## [What is being asked]
From the entries below, output the line with "the local scope." and each following line up to and including the line with "let mut client = registry::Client::new();", exactly as written.

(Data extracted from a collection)
//! Image builder: materialises an image reference into layer store entries.
//!
//! A pull enumerates the OCI layers, computes each diff-id (sha256 of the
//! uncompressed tar), and ensures two kinds of blobs:
//!
//! - one canonical EROFS blob per layer, keyed by diff-id, for cross-image
//!   dedup;
//! - one **squashed** blob per image — all layers replayed in order into a
//!   single tree — keyed by a deterministic digest over the diff-ids. The
//!   squashed blob is always the runtime lower path (every image gets one;
//!   see DESIGN.md for the call-site rule).

use std::fs;
use std::io::{Read, Write};
use std::path::{Path, PathBuf};
use std::sync::Arc;

use sha2::{Digest, Sha256};

use crate::reference::ImageRef;
use crate::store::{LayerStore, SaveMeta};
use crate::{
    BuildResult, Error, FsType, ImageConfig, ImageSource, LayerRef, Result, Scope, erofs, extract,
    registry,
};

/// Domain prefix for the squashed-image digest.
const SQUASH_DOMAIN: &str = "matchlock-squash-v1";

/// Materialises image references via the registry and the layer store.
#[derive(Debug, Clone)]
pub struct ImageBuilder {
    store: Arc<LayerStore>,
}

impl ImageBuilder {
    /// Creates a builder over the given store.
    pub fn new(store: Arc<LayerStore>) -> Self {
        Self { store }
    }

    /// Resolves an image reference to a ready-to-boot [`BuildResult`].
    ///
    /// Unless `force_pull` is set, the local scope is tried first (user
    /// tags), then the registry scope (pull cache); only then does the
    /// registry get involved. Pull errors are fatal.
    pub async fn build(&self, image: &str, force_pull: bool) -> Result<BuildResult> {
        let image_ref = ImageRef::parse(image)?;
        let ref_str = image_ref.to_string();

        if !force_pull {
            if let Ok(cached) = self.store.get(Scope::Local, image) {
                return Ok(cached);
            }
            if let Ok(cached) = self.store.get(Scope::Registry, &ref_str) {
                return Ok(cached);
            }
        }

        let store = Arc::clone(&self.store);
        tokio::task::spawn_blocking(move || pull(&store, &image_ref))
            .await
            .map_err(|e| Error::Io(std::io::Error::other(e)))?
    }

    /// Ingests a locally saved image tarball as a single-layer image.
    pub async fn import(&self, tar_path: &Path, tag: &str) -> Result<BuildResult> {
        let store = Arc::clone(&self.store);
        let tar_path = tar_path.to_path_buf();
        let tag = tag.to_owned();
        tokio::task::spawn_blocking(move || import_tar(&store, &tar_path, &tag))
            .await
            .map_err(|e| Error::Io(std::io::Error::other(e)))?
    }

    /// Persists a build result under a user tag in the local scope.
    pub fn save_tag(&self, tag: &str, result: &BuildResult) -> Result<()> {
        self.store.save(
            Scope::Local,
            tag,
            &result.layers,
            &SaveMeta {
                digest: result.digest.clone(),
                source: Some(ImageSource::Tag),
                config: result.config.clone(),
                rootfs_path: Some(result.rootfs_path.clone()),
            },
        )
    }

    /// Returns the underlying store.
    pub fn store(&self) -> &Arc<LayerStore> {
        &self.store
    }
}

/// Deterministic digest identifying a squashed image:
/// `sha256("matchlock-squash-v1\n" || join("\n", diff_ids))`.
pub fn squash_digest(diff_ids: &[String]) -> String {
    let mut hasher = Sha256::new();
    hasher.update(SQUASH_DOMAIN.as_bytes());
    hasher.update(b"\n");
    hasher.update(diff_ids.join("\n").as_bytes());
    format!("sha256:{}", hex::encode(hasher.finalize()))
}

fn pull(store: &LayerStore, image_ref: &ImageRef) -> Result<BuildResult> {
    let ref_str = image_ref.to_string();
    tracing::info!(image = %ref_str, "pulling image");

    let mut client = registry::Client::new();
    let (manifest, manifest_digest) = client.pull_manifest(image_ref)?;
    let config_data = client.fetch_config(image_ref, &manifest.config)?;
    let config = parse_image_config(&config_data);

    let work = tempfile::tempdir()?;
    let mut diff_ids = Vec::with_capacity(manifest.layers.len());
    let mut tar_paths = Vec::with_capacity(manifest.layers.len());
    let mut layers = Vec::with_capacity(manifest.layers.len());

    for (i, descriptor) in manifest.layers.iter().enumerate() {
        tracing::debug!(layer = i + 1, total = manifest.layers.len(), digest = %descriptor.digest, "fetching layer");
        let compressed = work.path().join(format!("layer-{i}.fetch"));
        client.download_blob(image_ref, &descriptor.digest, &compressed)?;

        let tar_path = work.path().join(format!("layer-{i}.tar"));
        let diff_id = decompress_and_hash(&compressed, &tar_path)?;
        fs::remove_file(&compressed).ok();

        layers.push(ensure_layer_blob(store, &diff_id, &tar_path)?);
        diff_ids.push(diff_id);
        tar_paths.push(tar_path);
    }

    let rootfs_path = ensure_squash_blob(store, &squash_digest(&diff_ids), &tar_paths)?;
    let size = layers.iter().map(|l| l.size).sum();

    let result = BuildResult {
        digest: manifest_digest.clone(),
        layers,
        size,
        cached: false,
        rootfs_path: rootfs_path.clone(),
        config: config.clone(),
    };

    store.save(
        Scope::Registry,
        &ref_str,
        &result.layers,
        &SaveMeta {
            digest: manifest_digest,
            source: Some(ImageSource::Registry),
            config,
            rootfs_path: Some(rootfs_path),
        },
    )?;
    Ok(result)
}

fn import_tar(store: &LayerStore, tar_path: &Path, tag: &str) -> Result<BuildResult> {
    tracing::info!(tag, path = %tar_path.display(), "importing image tarball");

    let work = tempfile::tempdir()?;
    let plain_tar = work.path().join("import.tar");
    let diff_id = decompress_and_hash(tar_path, &plain_tar)?;

    let layer = ensure_layer_blob(store, &diff_id, &plain_tar)?;
    let diff_ids = vec![diff_id];
    let rootfs_path = ensure_squash_blob(store, &squash_digest(&diff_ids), &[plain_tar])?;

    let result = BuildResult {
        digest: diff_ids[0].clone(),
        size: layer.size,
        layers: vec![layer],
        cached: false,
        rootfs_path: rootfs_path.clone(),
        config: None,
    };

    store.save(
        Scope::Local,
        tag,
        &result.layers,
        &SaveMeta {
            digest: result.digest.clone(),
            source: Some(ImageSource::Import),
            config: None,
            rootfs_path: Some(rootfs_path),
        },
    )?;
    Ok(result)
}

/// Ensures the canonical per-layer EROFS blob exists; returns its ref.
fn ensure_layer_blob(store: &LayerStore, diff_id: &str, tar_path: &Path) -> Result<LayerRef> {
    let canonical = store.blob_path(diff_id, FsType::Erofs);
    if !store.has_blob(diff_id, FsType::Erofs) {
        let tree = tempfile::tempdir()?;
        extract::extract_layer_file(tar_path, tree.path())?;
        let staging = store.blob_staging_path(diff_id, FsType::Erofs);
        erofs::mkfs(tree.path(), &staging)?;
        fs::rename(&staging, &canonical)?;
    }
    let size = fs::metadata(&canonical)?.len();
    Ok(LayerRef {
        digest: diff_id.to_owned(),
        fs_type: FsType::Erofs,
        size,
        path: canonical,
    })
}

/// Ensures the squashed blob exists: all layers replayed in order into one
/// tree, then formatted. Returns the blob path.
fn ensure_squash_blob(store: &LayerStore, digest: &str, tar_paths: &[PathBuf]) -> Result<PathBuf> {
    let canonical = store.blob_path(digest, FsType::Erofs);
    if store.has_blob(digest, FsType::Erofs) {
        return Ok(canonical);
    }
    let tree = tempfile::tempdir()?;
    for tar_path in tar_paths {
        extract::extract_layer_file(tar_path, tree.path())?;
    }
    let staging = store.blob_staging_path(digest, FsType::Erofs);
    erofs::mkfs(tree.path(), &staging)?;
    fs::rename(&staging, &canonical)?;
    Ok(canonical)
}

/// Streams a possibly-gzipped layer into a plain tar file, returning the
/// diff-id (`sha256:<hex>` of the uncompressed bytes).
fn decompress_and_hash(src: &Path, dst: &Path) -> Result<String> {
    let mut probe = fs::File::open(src)?;
    let mut magic = [0u8; 2];
    let gzipped = probe.read(&mut magic)? == 2 && magic == [0x1f, 0x8b];
    drop(probe);

    let file = fs::File::open(src)?;
    let mut reader: Box<dyn Read> = if gzipped {
        Box::new(flate2::read::GzDecoder::new(file))
    } else {
        Box::new(file)
    };

    let mut out = fs::File::create(dst)?;
    let mut hasher = Sha256::new();
    let mut buf = [0u8; 64 * 1024];
    loop {
        let n = reader.read(&mut buf)?;
        if n == 0 {
            break;
        }
        hasher.update(&buf[..n]);
        out.write_all(&buf[..n])?;
    }
    out.flush()?;
    Ok(format!("sha256:{}", hex::encode(hasher.finalize())))
}

/// The config blob wraps the execution defaults under a top-level `config`
/// key.
fn parse_image_config(data: &[u8]) -> Option<ImageConfig> {
    #[derive(serde::Deserialize)]
    struct TopLevel {
        config: Option<ImageConfig>,
    }
    serde_json::from_slice::<TopLevel>(data).ok()?.config
}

## [Exercise response]
    /// Persists a build result under a user tag in the local scope.
    pub fn save_tag(&self, tag: &str, result: &BuildResult) -> Result<()> {
        self.store.save(
            Scope::Local,
            tag,
            &result.layers,
            &SaveMeta {
                digest: result.digest.clone(),
                source: Some(ImageSource::Tag),
                config: result.config.clone(),
                rootfs_path: Some(result.rootfs_path.clone()),
            },
        )
    }

    /// Returns the underlying store.
    pub fn store(&self) -> &Arc<LayerStore> {
        &self.store
    }
}

/// Deterministic digest identifying a squashed image:
/// `sha256("matchlock-squash-v1\n" || join("\n", diff_ids))`.
pub fn squash_digest(diff_ids: &[String]) -> String {
    let mut hasher = Sha256::new();
    hasher.update(SQUASH_DOMAIN.as_bytes());
    hasher.update(b"\n");
    hasher.update(diff_ids.join("\n").as_bytes());
    format!("sha256:{}", hex::encode(hasher.finalize()))
}

fn pull(store: &LayerStore, image_ref: &ImageRef) -> Result<BuildResult> {
    let ref_str = image_ref.to_string();
    tracing::info!(image = %ref_str, "pulling image");

    let mut client = registry::Client::new();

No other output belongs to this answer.